As deliberations at the National Conference gather momentum, the recommendation of the Committee on Political Restructuring that local government administration and funding be left in the hands of the states is a step in the right direction. It is a realistic proposal that will bring Nigeria’s political system in line with accepted principles of federalism.
Although some groups – especially the Arewa Consultative Forum – have openly protested against the proposal to transfer the 774 LGs in the country to states for fiscal and administrative regulation, the committee’s plan is a political masterstroke that deserves to be ratified by the conference. The National Union of Local Government Employees is also wrong to insist that the present awkward system be retained. One certainty in today’s Nigeria is that one group cannot indefinitely exclude others from power or lord itself over others without an implosion.
Our position, therefore, is that in the restructured Nigerian federation, all powers not granted to the Federal Government should be reserved for the states and the people. And it is only the Federal Government and states that should share power. Local government must be solely the affair of the state and be granted power by it accordingly.
For far too long, the local government system has distorted Nigeria’s federalism. Section 7 of the 1999 Constitution, which provides for the system of local government, including the functions and statutory allocation of public revenue, runs against the basic tenets of federalism. Federal constitutions do not normally include provisions for the local government to function as a tier of government for fiscal allocations. The United States Constitution is silent on the issue. The Swiss Constitution is the same. In Canada’s Constitution, the local government is not recognised though the country has 3,700 municipalities controlled by provinces. The Australian Federal Constitution is the same – the power to legislate on local governments is vested in the federating units. The states in the US designed and created the 89,050 local government units (as of 2012) with most of them having at least two tiers, county and municipality, while some further sub-divided theirs into townships. In all virile federal systems, a local government is strictly the business of the federating unit.

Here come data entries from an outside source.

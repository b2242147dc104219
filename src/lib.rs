//! Pixel-triggered keystroke pipeline.
//!
//! Samples small screen regions on a randomized tick, evaluates per-rule
//! match predicates and condition chains, arbitrates mutual-exclusion
//! groups, and dispatches synthetic key presses. Screen capture and key
//! injection are traits ([`FrameSource`], [`KeyInjector`]) implemented by
//! the embedding application; this crate owns everything in between.

mod capture;
mod engine;
mod error;
mod models;
mod settings;
mod utils;

pub use capture::{CaptureRect, Frame, FrameSource, RegionPlan};
pub use engine::{
    ActivationChange, ActivationRecord, ActivationStore, Dispatcher, Engine, EngineState,
    KeyInjector, ModifierState, NoModifierState,
};
pub use error::{CaptureError, DispatchError, ValidationError};
pub use models::{
    Condition, KeyBinding, Modifier, Point, PressRange, Profile, Rgb, Rule, RuleId,
    SampleGeometry,
};
pub use settings::EngineSettings;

At independence in 1960, the three regions were in charge of LGs. The 1963 Republican Constitution specifically stated, in Section 2, “Nigeria shall be a Federation comprising Regions and a Federal Territory, and shall be a Republic by the name of the Federal Republic of Nigeria.” But decades of centralisation under misguided and brutish military dictatorships, beginning from January 15, 1966, misunderstood local government administration and turned it to an extractive weapon for undue political and economic advantage. Only the regions were recognised in the allocation of revenue as provided for from Section 136 to 145 of the 1963 Constitution.
The local council reforms of 1976 by the Federal Military Government led to the recognition of local governments in Section 7 of the 1979 and 1999 constitutions in the schedules. Further reforms between then and 1996 saw the LGs mushrooming to 774 (419 in the North and 355 in the South) LGs.
The inequity of listing local governments in the constitution is significantly reinforced by Section 7, subsection 6 (a) of the 1999 Constitution, which states, “the National Assembly shall make provisions for statutory allocation of public revenue to local government councils in the Federation….” Consequently, 20.6 per cent of federal allocations now go directly to the 774 LGs in the country. This is politically incongruous and economically unjust.
The abnormality was forcefully brought home after Nigeria returned to civil rule in 1999. Lagos State, which contributes about 70 per cent of non-oil revenues to the Federation Account, created 37 new LGs. In 2004, this development pitted the state against the Federal Government, which withheld its LG allocations against the ruling of the Supreme Court, which also insisted that the Constitution must be amended first to complete the process. The withheld funds, altogether totalling N10.8 billion, were only released in 2007 by the late President Umaru Yar’Adua.
This comfortless marriage should be renegotiated. Itse Sagay, a law professor, weighs in with cogent reasoning, saying, “Every state should create, fund and run local governments as they deem fit. Why should we even have a Federation Account? Why not Federal Government Account and State Government Accounts?” This is apt and should be in operation in Nigeria, too. Governor Rauf Aregbesola of Osun State added, “The states are the federating units, while the local governments are merely administrative units, centres of development in the states. Local governments must not be seen as anything outside the total authority of the states.” He is spot on.
In reforming the system, the states – and not the Federal Government – should supervise and fund LGs. This is one of the most critical assignments before the National Conference. If the conference fails to achieve this basic requirement for a workable federal state, it would turn out to be a colossal waste of time, energy and resources.